*WHAT YOU HAVE TO DO*:
The full set of entries below should be transcribed exactly.

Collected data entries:

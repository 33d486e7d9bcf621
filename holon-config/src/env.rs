//! Environment variables read by the cross-SDK certification launcher.

/// Path of the helper Go binary, from `GO_BIN`, trimmed. `None` when the
/// variable is unset or blank.
pub fn go_bin() -> Option<String> {
    std::env::var("GO_BIN")
        .ok()
        .map(|v| v.trim().to_owned())
        .filter(|v| !v.is_empty())
}

/// The Go build cache directory, from `GOCACHE`, defaulting to
/// `/tmp/go-cache` when the variable is unset or blank.
pub fn go_cache() -> String {
    match std::env::var("GOCACHE") {
        Ok(v) if !v.trim().is_empty() => v,
        _ => "/tmp/go-cache".to_owned(),
    }
}

#[cfg(test)]
mod test {
    use super::*;
    use serial_test::serial;

    #[test]
    #[serial]
    fn go_bin_is_trimmed() {
        std::env::set_var("GO_BIN", "  /usr/local/bin/go \n");
        assert_eq!(go_bin().as_deref(), Some("/usr/local/bin/go"));

        std::env::set_var("GO_BIN", "   ");
        assert_eq!(go_bin(), None);

        std::env::remove_var("GO_BIN");
        assert_eq!(go_bin(), None);
    }

    #[test]
    #[serial]
    fn go_cache_defaults() {
        std::env::remove_var("GOCACHE");
        assert_eq!(go_cache(), "/tmp/go-cache");

        std::env::set_var("GOCACHE", "");
        assert_eq!(go_cache(), "/tmp/go-cache");

        std::env::set_var("GOCACHE", "/var/cache/go");
        assert_eq!(go_cache(), "/var/cache/go");
        std::env::remove_var("GOCACHE");
    }
}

*SOLUTION*:
repository 33d486e7d9bcf621
filename holon-config/src/env.rs
//! Environment variables read by the cross-SDK certification launcher.

/// Path of the helper Go binary, from `GO_BIN`, trimmed. `None` when the
/// variable is unset or blank.
pub fn go_bin() -> Option<String> {
    std::env::var("GO_BIN")
        .ok()
        .map(|v| v.trim().to_owned())
        .filter(|v| !v.is_empty())
}

/// The Go build cache directory, from `GOCACHE`, defaulting to
/// `/tmp/go-cache` when the variable is unset or blank.
pub fn go_cache() -> String {
    match std::env::var("GOCACHE") {
        Ok(v) if !v.trim().is_empty() => v,
        _ => "/tmp/go-cache".to_owned(),
    }
}

#[cfg(test)]
mod test {
    use super::*;
    use serial_test::serial;

    #[test]
    #[serial]
    fn go_bin_is_trimmed() {
        std::env::set_var("GO_BIN", "  /usr/local/bin/go \n");
        assert_eq!(go_bin().as_deref(), Some("/usr/local/bin/go"));

        std::env::set_var("GO_BIN", "   ");
        assert_eq!(go_bin(), None);

        std::env::remove_var("GO_BIN");
        assert_eq!(go_bin(), None);
    }

    #[test]
    #[serial]
    fn go_cache_defaults() {
        std::env::remove_var("GOCACHE");
        assert_eq!(go_cache(), "/tmp/go-cache");

        std::env::set_var("GOCACHE", "");
        assert_eq!(go_cache(), "/tmp/go-cache");

        std::env::set_var("GOCACHE", "/var/cache/go");
        assert_eq!(go_cache(), "/var/cache/go");
        std::env::remove_var("GOCACHE");
    }
}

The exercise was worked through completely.